Quant aux monuments turcs, derniers témoins qui attestent à Jérusalem les révolutions des empires, ils ne valent pas la peine qu’on
s’y arrête : j’en ai parlé seulement pour avertir qu’il ne faut pas du tout confondre les ouvrages des Tartares avec les travaux des Maures. Au fond, il est plus vrai de dire que les Turcs
ignorent absolument l’architecture ; ils n’ont fait qu’enlaidir les édifices grecs et les édifices arabes, en les couronnant de dômes massifs et de pavillons chinois. Quelques bazars et des
oratoires de santons sont tout ce que les nouveaux tyrans de Jérusalem ont ajouté à cette ville infortunée.
Le lecteur connaît maintenant les divers monuments de la cité sainte.
En revenant de visiter les sépulcres des rois qui ont donné lieu aux descriptions précédentes, je passai par la vallée de Josaphat.
Le soleil se couchait derrière Jérusalem ; il dorait de ses derniers rayons cet amas de ruines et les montagnes de la Judée. Je renvoyai mes compagnons par la porte Saint-Etienne, et je ne gardai
avec moi que le janissaire. Je m’assis au pied du tombeau de Josaphat ; le visage tourné vers le temple : je tirai de ma poche un volume de Racine et je relus Athalie.
A ces premiers vers :
Oui, je viens dans son temple adorer l’Eternel, etc.
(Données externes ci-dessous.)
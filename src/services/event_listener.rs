//! Contract event polling loop.
//!
//! Scans the OpenInsureApp event log with a block cursor and dispatches on
//! the leading topic: status requests trigger responder passes, resolved
//! statuses feed the tally.

use std::sync::Arc;

use anyhow::{Context, Result};
use tokio::sync::Mutex;
use tokio::time::{sleep, Duration};
use tracing::{error, info, warn};

use crate::contract::OpenInsureApp;
use crate::eth::abi;
use crate::eth::{Address, EthRpcClient, LogEntry};
use crate::models::{FlightStatusRequest, StatusCode};
use crate::services::responder::OracleResponder;
use crate::services::status_tally::{StatusTally, LATE_AIRLINE_ADVISORY_THRESHOLD};

/// Blocks scanned per poll cycle, to keep `eth_getLogs` responses bounded.
const MAX_BLOCKS_PER_CYCLE: u64 = 200;

pub struct EventListener<C> {
    rpc: EthRpcClient,
    app_address: Address,
    responder: Arc<OracleResponder<C>>,
    tally: Arc<StatusTally>,
    cursor: Mutex<u64>,
    poll_interval: Duration,
}

impl<C: OpenInsureApp + 'static> EventListener<C> {
    pub fn new(
        rpc: EthRpcClient,
        app_address: Address,
        responder: Arc<OracleResponder<C>>,
        tally: Arc<StatusTally>,
        armed_at_block: u64,
        poll_interval: Duration,
    ) -> Self {
        Self {
            rpc,
            app_address,
            responder,
            tally,
            cursor: Mutex::new(armed_at_block),
            poll_interval,
        }
    }

    /// Polls the contract's event log for the lifetime of the process. Cycle
    /// failures are logged and the loop continues; whether events emitted
    /// during a provider outage are still seen depends on the node retaining
    /// that log range.
    pub async fn start(self) {
        info!(contract = %self.app_address, "event listener armed");

        loop {
            if let Err(error) = self.poll_once().await {
                error!(error = %error, "event poll cycle failed");
            }
            sleep(self.poll_interval).await;
        }
    }

    async fn poll_once(&self) -> Result<()> {
        let latest = self.rpc.block_number().await.context("fetching chain head")?;

        let mut cursor = self.cursor.lock().await;
        let from_block = cursor.saturating_add(1);
        if from_block > latest {
            return Ok(());
        }
        let to_block = latest.min(from_block + MAX_BLOCKS_PER_CYCLE);

        let logs = self
            .rpc
            .logs(self.app_address, from_block, to_block)
            .await
            .context("fetching contract logs")?;

        for log in logs {
            if let Some(request) = self.handle_log(&log) {
                let responder = Arc::clone(&self.responder);
                // Passes run as independent tasks and may overlap; the
                // responder holds no mutable process state.
                tokio::spawn(async move {
                    let outcomes = responder.respond(&request).await;
                    let submitted = outcomes
                        .iter()
                        .filter(|outcome| outcome.is_submitted())
                        .count();
                    info!(
                        flight = %request.flight,
                        requested_index = request.index,
                        submitted,
                        attempted = outcomes.len(),
                        "oracle response pass complete"
                    );
                });
            }
        }

        *cursor = to_block;
        Ok(())
    }

    /// Dispatches one log line. Returns the decoded request when a responder
    /// pass should run; resolved statuses are tallied inline.
    fn handle_log(&self, log: &LogEntry) -> Option<FlightStatusRequest> {
        let topic = log.topics.first()?.as_str();

        if topic == abi::oracle_request_topic() {
            match abi::decode_oracle_request(&log.data) {
                Ok(request) => {
                    info!(
                        flight = %request.flight,
                        requested_index = request.index,
                        airline = %request.airline,
                        "flight status requested"
                    );
                    return Some(request);
                }
                Err(error) => warn!(error = %error, "malformed OracleRequest payload"),
            }
        } else if topic == abi::flight_status_info_topic() {
            match abi::decode_flight_status_info(&log.data) {
                Ok(info) => {
                    let count = self.tally.record(info.status);
                    info!(
                        flight = %info.flight,
                        status = info.status.code(),
                        observed = count,
                        "flight status resolved"
                    );
                    if info.status == StatusCode::LateAirline
                        && count > LATE_AIRLINE_ADVISORY_THRESHOLD
                    {
                        warn!(
                            flight = %info.flight,
                            late_reports = count,
                            "flight repeatedly late on the airline; passengers eligible for credit"
                        );
                    }
                }
                Err(error) => warn!(error = %error, "malformed FlightStatusInfo payload"),
            }
        }

        None
    }
}

#[cfg(test)]
mod tests {
    use super::*;
    use crate::contract::testing::FakeApp;
    use crate::eth::abi::test_payloads;
    use crate::services::responder::StatusSimulation;

    fn listener() -> EventListener<FakeApp> {
        let contract = Arc::new(FakeApp::new(0));
        let responder =
            OracleResponder::new(contract, Arc::new(Vec::new()), StatusSimulation::default());
        EventListener::new(
            EthRpcClient::new("http://localhost:8545".to_string()),
            FakeApp::account(200),
            Arc::new(responder),
            Arc::new(StatusTally::new()),
            0,
            Duration::from_secs(5),
        )
    }

    fn log(topic: &str, data: Vec<u8>) -> LogEntry {
        LogEntry {
            topics: vec![topic.to_string()],
            data,
            block_number: 1,
        }
    }

    #[test]
    fn oracle_request_logs_decode_into_a_pass_trigger() {
        let listener = listener();
        let data = test_payloads::oracle_request(5, FakeApp::account(9), "BAC2002", 1_700_000_000);

        let request = listener
            .handle_log(&log(abi::oracle_request_topic(), data))
            .unwrap();

        assert_eq!(request.index, 5);
        assert_eq!(request.airline, FakeApp::account(9));
        assert_eq!(request.flight, "BAC2002");
        assert_eq!(request.timestamp, 1_700_000_000);
    }

    #[test]
    fn flight_status_logs_feed_the_tally() {
        let listener = listener();
        for _ in 0..2 {
            let data = test_payloads::flight_status_info(FakeApp::account(9), "BAC2002", 1, 20);
            assert!(listener
                .handle_log(&log(abi::flight_status_info_topic(), data))
                .is_none());
        }

        let snapshot = listener.tally.snapshot();
        let late = snapshot
            .iter()
            .find(|row| row.status == StatusCode::LateAirline)
            .unwrap();
        assert_eq!(late.count, 2);
    }

    #[test]
    fn unknown_topics_and_malformed_payloads_are_skipped() {
        let listener = listener();

        assert!(listener.handle_log(&log("0xdeadbeef", Vec::new())).is_none());
        assert!(listener
            .handle_log(&log(abi::oracle_request_topic(), vec![0u8; 16]))
            .is_none());
        let bad_status = test_payloads::flight_status_info(FakeApp::account(9), "BAC2002", 1, 42);
        assert!(listener
            .handle_log(&log(abi::flight_status_info_topic(), bad_status))
            .is_none());

        assert!(listener.tally.snapshot().iter().all(|row| row.count == 0));
    }
}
il m’est impossible de dire ce que j’éprouvai. Je crus entendre les cantiques de Salomon et la voix des prophètes ; l’antique
Jérusalem se leva devant moi ; les ombres de Joad, d’Athalie, de Josabeth sortirent du tombeau ; il me sembla que je ne connaissais que depuis ce moment le génie de Racine. Quelle poésie, puisque
je la trouvais digne du lieu où j’étais ! On ne saurait s’imaginer ce qu’est Athalie lue sur le tombeau du saint roi Josaphat, au bord du torrent de Cédron et devant les ruines du Temple. Mais
qu’est-il devenu, ce temple orné partout de festons magnifiques ?
Comment en un plomb vil l’or pur s’est-il changé ?
Quel est dans ce lieu saint ce pontife égorgé ?
Pleure, Jérusalem, pleure, cité perfide,
Des prophètes divins malheureuse homicide :
De son amour pour toi ton Dieu s’est dépouillé ;
Ton encens à ses yeux est un encens souillé.
Où menez-vous ces enfants et ces femmes ?
Le Seigneur a détruit la reine des cités :
Ses prêtres sont captifs, ses rois sont rejetés ;
Dieu ne veut plus qu’on vienne à ses solennités :
Temple, renverse-toi ; cèdres, jetez des flammes.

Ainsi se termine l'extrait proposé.